Eduvation Blog

Enrolment Anxieties: Too Few? Too Many?

Good morning!

This afternoon I’m looking forward to a lively back-to-campus discussion with a roundtable of college and polytechnic communicators, so for their sakes, this issue will focus on enrolment matters. (Shameless plug: there are still some openings in the roundtables for the fall, so check out the details here.)

You probably heard that the US hit 205,471 COVID19 deaths on Tuesday – which would be shocking enough, but new projections from uWashington estimate there could be 378,321 deaths by year-end. Democratic House speaker Nancy Pelosi held a moment of silence on the floor to commemorate the dead.

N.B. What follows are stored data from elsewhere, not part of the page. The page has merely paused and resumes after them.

//! Prepare-pass context and invalidation accumulation
//!
//! A [`TreeInfo`] travels down the tree during preparation. Each prepared
//! list records which of its content categories changed; the owning node
//! reads the accumulated output to decide whether a redraw must be scheduled.

use bitflags::bitflags;

/// How deep a preparation traversal reaches
#[derive(Debug, Clone, Copy, PartialEq, Eq)]
pub enum TraversalMode {
    /// Full prepare: staged properties, uploads, and child recursion
    Full,
    /// Playback-side refresh only; staged UI-thread properties are left alone
    PlaybackOnly,
}

bitflags! {
    /// Which content categories reported a change during preparation
    #[derive(Debug, Clone, Copy, PartialEq, Eq, Default)]
    pub struct InvalidationFlags: u8 {
        /// A mutable image needed a re-upload
        const MUTABLE_IMAGES = 1 << 0;
        /// A vector-icon root committed changed properties
        const VECTOR_ICONS = 1 << 1;
        /// A sub-list child reported its own invalidation
        const CHILD_NODES = 1 << 2;
    }
}

/// Accumulated results of a preparation traversal
#[derive(Debug, Clone, Copy, Default)]
pub struct TreeOutput {
    /// Union of every invalidation reported during the pass
    pub invalidations: InvalidationFlags,
}

impl TreeOutput {
    /// Whether any content change requires a redraw
    pub fn requires_redraw(&self) -> bool {
        !self.invalidations.is_empty()
    }
}

/// Per-traversal context handed to `prepare_list_and_children`
#[derive(Debug)]
pub struct TreeInfo {
    /// Traversal depth for this pass
    pub mode: TraversalMode,

    /// Whether texture uploads should actually be performed this pass
    ///
    /// Upload checks still run when false so invalidation state stays
    /// accurate; the backend defers the transfer itself.
    pub prepare_textures: bool,

    /// Accumulated invalidation output
    pub out: TreeOutput,
}

impl TreeInfo {
    /// Create a context for a new traversal
    pub fn new(mode: TraversalMode) -> Self {
        Self {
            mode,
            prepare_textures: true,
            out: TreeOutput::default(),
        }
    }
}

Meanwhile, President Trump defended his outdoor rallies as a “very safe environment” that attract 30-40,000 of his “very smart” supporters, and says he has not heard any criticism. (Someone get that man a hearing aid…)


CdnPSE campuses didn’t report any new cases yesterday, but there were 2 notable new outbreaks at institutions on either side of the Atlantic…

Glasgow U (Scotland) has identified 124 cases of COVID19 on campus in the 12 days since “Freshers’ Week.” As of yesterday, 600 students were in self-isolation and the university was bracing for more cases.  The Guardian

“Disciplinary action against any students who break the rules will include termination of student accommodation contracts and suspension from the university.” Glasgow University statement


Merrimack College (north of Boston MA) has 266 students in quarantine after 16 in a single residence hall tested positive on Tuesday. The dorm has been emptied for deep cleaning, and the students relocated to quarantine facilities (mostly off-campus). Test results for >150 other students living in residence are still pending.  Boston Globe


Enrolment Anxieties

Especially at US community colleges, there is considerable worry about enrolments this Fall, and while many universities have achieved their enrolment targets, there remains concern about student drop-outs…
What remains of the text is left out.